Repeat word for word the opening stretch of the entries, from the first line through the line containing "tracing_subscriber::registry()".
─── RECORDS PROVIDED
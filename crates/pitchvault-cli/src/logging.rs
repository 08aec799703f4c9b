use std::fs::{self, OpenOptions};
use std::path::{Path, PathBuf};
use std::sync::Mutex;

use pitchvault_core::config::LoggingConfig;
use time::macros::format_description;
use time::{Date, OffsetDateTime};
use tracing_subscriber::layer::SubscriberExt;
use tracing_subscriber::util::SubscriberInitExt;
use tracing_subscriber::EnvFilter;

use crate::error::CliError;

/// Initialize structured logging with tracing-subscriber.
///
/// Uses the `RUST_LOG` env var if set, otherwise the configured level.
/// Console output goes to stderr so stdout stays machine-readable; file
/// output goes to `<log_dir>/pitchvault_<YYYYMMDD>.log`.
pub fn init(config: &LoggingConfig, log_dir: Option<&Path>) -> Result<Option<PathBuf>, CliError> {
    let env_filter = EnvFilter::try_from_default_env()
        .unwrap_or_else(|_| EnvFilter::new(config.log_level.to_lowercase()));

    let console = config.log_to_console.then(|| {
        tracing_subscriber::fmt::layer()
            .with_target(false)
            .with_writer(std::io::stderr)
    });

    let (file_layer, log_path) = if config.log_to_file {
        let dir = log_dir.unwrap_or(config.log_dir.as_path());
        fs::create_dir_all(dir)?;
        let path = dir.join(log_file_name(OffsetDateTime::now_utc().date())?);
        let file = OpenOptions::new().create(true).append(true).open(&path)?;
        let layer = tracing_subscriber::fmt::layer()
            .with_ansi(false)
            .with_writer(Mutex::new(file));
        (Some(layer), Some(path))
    } else {
        (None, None)
    };

    tracing_subscriber::registry()
        .with(env_filter)
        .with(console)
        .with(file_layer)
        .try_init()
        .map_err(|error| CliError::Logging(error.to_string()))?;

    Ok(log_path)
}

fn log_file_name(date: Date) -> Result<String, CliError> {
    let stamp = date
        .format(format_description!("[year][month][day]"))
        .map_err(|error| CliError::Logging(error.to_string()))?;
    Ok(format!("pitchvault_{stamp}.log"))
}

#[cfg(test)]
mod tests {
    use super::*;
    use time::macros::date;

    #[test]
    fn log_files_are_named_by_day() {
        assert_eq!(
            log_file_name(date!(2024 - 08 - 03)).expect("name"),
            "pitchvault_20240803.log"
        );
    }
}
//! Historical backfill and daily refresh on top of the orchestrator.

use std::collections::BTreeMap;

use time::Date;

use crate::config::{LeagueConfig, ResolvedConfig};
use crate::orchestrator::{Orchestrator, RunRequest, RunSummary};
use crate::{OrchestratorError, Season, ValidationError};

pub const DEFAULT_START_YEAR: i32 = 2020;
pub const DEFAULT_END_YEAR: i32 = 2024;

/// Backfill every season starting in `[start_year, end_year]`.
#[derive(Debug, Clone, PartialEq, Eq)]
pub struct HistoricalPlan {
    pub start_year: i32,
    pub end_year: i32,
    pub sources: Vec<String>,
    pub leagues: Vec<String>,
    pub skip_completed: bool,
}

impl Default for HistoricalPlan {
    fn default() -> Self {
        Self {
            start_year: DEFAULT_START_YEAR,
            end_year: DEFAULT_END_YEAR,
            sources: Vec::new(),
            leagues: Vec::new(),
            skip_completed: true,
        }
    }
}

impl HistoricalPlan {
    pub fn request(&self, config: &ResolvedConfig) -> Result<RunRequest, ValidationError> {
        let seasons = Season::historical_range(self.start_year, self.end_year)?;
        RunRequest::from_selection(
            config,
            "historical",
            &self.sources,
            &self.leagues,
            seasons,
            self.skip_completed,
        )
    }
}

/// Refresh the current season of each league. Always re-fetches completed
/// units.
#[derive(Debug, Clone, PartialEq, Eq, Default)]
pub struct DailyPlan {
    /// Season to refresh; derived per league from today's date when absent.
    pub season: Option<Season>,
    pub sources: Vec<String>,
    pub leagues: Vec<String>,
}

impl DailyPlan {
    /// One request per distinct season, leagues that share a season
    /// grouped together.
    pub fn requests(
        &self,
        config: &ResolvedConfig,
        today: Date,
    ) -> Result<Vec<RunRequest>, ValidationError> {
        let sources = config.select_sources(&self.sources)?;
        let leagues = config.select_leagues(&self.leagues)?;

        let mut by_season: BTreeMap<Season, Vec<LeagueConfig>> = BTreeMap::new();
        for league in leagues {
            let season = match &self.season {
                Some(season) => season.clone(),
                None => Season::current_for(
                    today,
                    league.season_start_month,
                    league.season_end_month,
                )?,
            };
            by_season.entry(season).or_default().push(league);
        }

        Ok(by_season
            .into_iter()
            .map(|(season, leagues)| RunRequest {
                command: String::from("daily"),
                sources: sources.clone(),
                leagues,
                seasons: vec![season],
                skip_completed: false,
            })
            .collect())
    }
}

pub struct HistoricalLoader<'a> {
    orchestrator: &'a Orchestrator,
}

impl<'a> HistoricalLoader<'a> {
    pub fn new(orchestrator: &'a Orchestrator) -> Self {
        Self { orchestrator }
    }

    pub async fn run(
        &self,
        config: &ResolvedConfig,
        plan: &HistoricalPlan,
    ) -> Result<RunSummary, OrchestratorError> {
        let request = plan.request(config)?;
        tracing::info!(
            start_year = plan.start_year,
            end_year = plan.end_year,
            seasons = request.seasons.len(),
            "starting historical load"
        );
        self.orchestrator.run(&request).await
    }
}

pub struct DailyUpdater<'a> {
    orchestrator: &'a Orchestrator,
}

impl<'a> DailyUpdater<'a> {
    pub fn new(orchestrator: &'a Orchestrator) -> Self {
        Self { orchestrator }
    }

    /// Run one pass per current season, in season order.
    pub async fn run(
        &self,
        config: &ResolvedConfig,
        plan: &DailyPlan,
        today: Date,
    ) -> Result<Vec<RunSummary>, OrchestratorError> {
        let requests = plan.requests(config, today)?;
        let mut summaries = Vec::with_capacity(requests.len());
        for request in &requests {
            tracing::info!(
                season = ?request.seasons.first(),
                leagues = request.leagues.len(),
                "starting daily update"
            );
            summaries.push(self.orchestrator.run(request).await?);
        }
        Ok(summaries)
    }
}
──────
### EXERCISE RESULT
filename crates/pitchvault-cli/src/logging.rs
repository 08aec799703f4c9b
use std::fs::{self, OpenOptions};
use std::path::{Path, PathBuf};
use std::sync::Mutex;

use pitchvault_core::config::LoggingConfig;
use time::macros::format_description;
use time::{Date, OffsetDateTime};
use tracing_subscriber::layer::SubscriberExt;
use tracing_subscriber::util::SubscriberInitExt;
use tracing_subscriber::EnvFilter;

use crate::error::CliError;

/// Initialize structured logging with tracing-subscriber.
///
/// Uses the `RUST_LOG` env var if set, otherwise the configured level.
/// Console output goes to stderr so stdout stays machine-readable; file
/// output goes to `<log_dir>/pitchvault_<YYYYMMDD>.log`.
pub fn init(config: &LoggingConfig, log_dir: Option<&Path>) -> Result<Option<PathBuf>, CliError> {
    let env_filter = EnvFilter::try_from_default_env()
        .unwrap_or_else(|_| EnvFilter::new(config.log_level.to_lowercase()));

    let console = config.log_to_console.then(|| {
        tracing_subscriber::fmt::layer()
            .with_target(false)
            .with_writer(std::io::stderr)
    });

    let (file_layer, log_path) = if config.log_to_file {
        let dir = log_dir.unwrap_or(config.log_dir.as_path());
        fs::create_dir_all(dir)?;
        let path = dir.join(log_file_name(OffsetDateTime::now_utc().date())?);
        let file = OpenOptions::new().create(true).append(true).open(&path)?;
        let layer = tracing_subscriber::fmt::layer()
            .with_ansi(false)
            .with_writer(Mutex::new(file));
        (Some(layer), Some(path))
    } else {
        (None, None)
    };

    tracing_subscriber::registry()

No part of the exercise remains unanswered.